## EXERCISE INSTRUCTIONS
Copy, from the data below, each line that has the word "parameter".

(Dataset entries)
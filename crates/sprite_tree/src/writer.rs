use serde::ser::{Serialize, SerializeMap, SerializeSeq, Serializer};
use shared::{
    domain::{ListKind, NodeTag, DEFAULT_STATE, META_DATA_STATE},
    error::{SpriteError, SpriteResult},
};

use crate::tree::{NodeId, SpriteTree};

/// Serializes the tree as indented sprite JSON. Every scalar is written as a
/// JSON string.
pub fn write_json(tree: &SpriteTree) -> SpriteResult<String> {
    if tree.states().len() < 2 {
        return Err(SpriteError::Validation(format!(
            "Sprite requires at least {META_DATA_STATE} and {DEFAULT_STATE}!"
        )));
    }
    serde_json::to_string_pretty(&FileView { tree })
        .map_err(|err| SpriteError::Validation(format!("failed to encode sprite: {err}")))
}

struct FileView<'a> {
    tree: &'a SpriteTree,
}

struct StateView<'a> {
    tree: &'a SpriteTree,
    state: NodeId,
}

struct ListView<'a> {
    tree: &'a SpriteTree,
    parameter: NodeId,
}

struct GroupView<'a> {
    tree: &'a SpriteTree,
    container: NodeId,
}

struct ElementView<'a> {
    tree: &'a SpriteTree,
    element: NodeId,
}

impl SpriteTree {
    fn text(&self, id: NodeId) -> &str {
        self.label(id).unwrap_or_default()
    }

    fn first_value(&self, parameter: NodeId) -> Option<&str> {
        self.children(parameter).first().map(|value| self.text(*value))
    }
}

impl Serialize for FileView<'_> {
    fn serialize<S: Serializer>(&self, serializer: S) -> Result<S::Ok, S::Error> {
        let states = self.tree.states();
        let mut map = serializer.serialize_map(Some(states.len()))?;
        for state in states {
            map.serialize_entry(
                self.tree.text(*state),
                &StateView {
                    tree: self.tree,
                    state: *state,
                },
            )?;
        }
        map.end()
    }
}

impl Serialize for StateView<'_> {
    fn serialize<S: Serializer>(&self, serializer: S) -> Result<S::Ok, S::Error> {
        let tree = self.tree;
        let mut map = serializer.serialize_map(None)?;
        for parameter in tree.children(self.state) {
            let parameter = *parameter;
            let name = tree.text(parameter);
            if tree.tag(parameter) == Some(NodeTag::Index) {
                map.serialize_entry(
                    name,
                    &GroupView {
                        tree,
                        container: parameter,
                    },
                )?;
            } else if ListKind::from_name(name).is_some() {
                if !tree.children(parameter).is_empty() {
                    map.serialize_entry(name, &ListView { tree, parameter })?;
                }
            } else {
                map.serialize_entry(name, tree.first_value(parameter).unwrap_or_default())?;
            }
        }
        map.end()
    }
}

impl Serialize for ListView<'_> {
    fn serialize<S: Serializer>(&self, serializer: S) -> Result<S::Ok, S::Error> {
        let values = self.tree.children(self.parameter);
        let mut seq = serializer.serialize_seq(Some(values.len()))?;
        for value in values {
            seq.serialize_element(self.tree.text(*value))?;
        }
        seq.end()
    }
}

impl Serialize for GroupView<'_> {
    fn serialize<S: Serializer>(&self, serializer: S) -> Result<S::Ok, S::Error> {
        let elements = self.tree.children(self.container);
        let mut seq = serializer.serialize_seq(Some(elements.len()))?;
        for element in elements {
            seq.serialize_element(&ElementView {
                tree: self.tree,
                element: *element,
            })?;
        }
        seq.end()
    }
}

impl Serialize for ElementView<'_> {
    fn serialize<S: Serializer>(&self, serializer: S) -> Result<S::Ok, S::Error> {
        let mut map = serializer.serialize_map(None)?;
        for field in self.tree.children(self.element) {
            if let Some(value) = self.tree.first_value(*field) {
                map.serialize_entry(self.tree.text(*field), value)?;
            }
        }
        map.end()
    }
}

#[cfg(test)]
#[path = "tests/writer_tests.rs"]
mod tests;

## TASK RESULT
    parameter: NodeId,
    fn first_value(&self, parameter: NodeId) -> Option<&str> {
        self.children(parameter).first().map(|value| self.text(*value))
        for parameter in tree.children(self.state) {
            let parameter = *parameter;
            let name = tree.text(parameter);
            if tree.tag(parameter) == Some(NodeTag::Index) {
                        container: parameter,
                if !tree.children(parameter).is_empty() {
                    map.serialize_entry(name, &ListView { tree, parameter })?;
                map.serialize_entry(name, tree.first_value(parameter).unwrap_or_default())?;
        let values = self.tree.children(self.parameter);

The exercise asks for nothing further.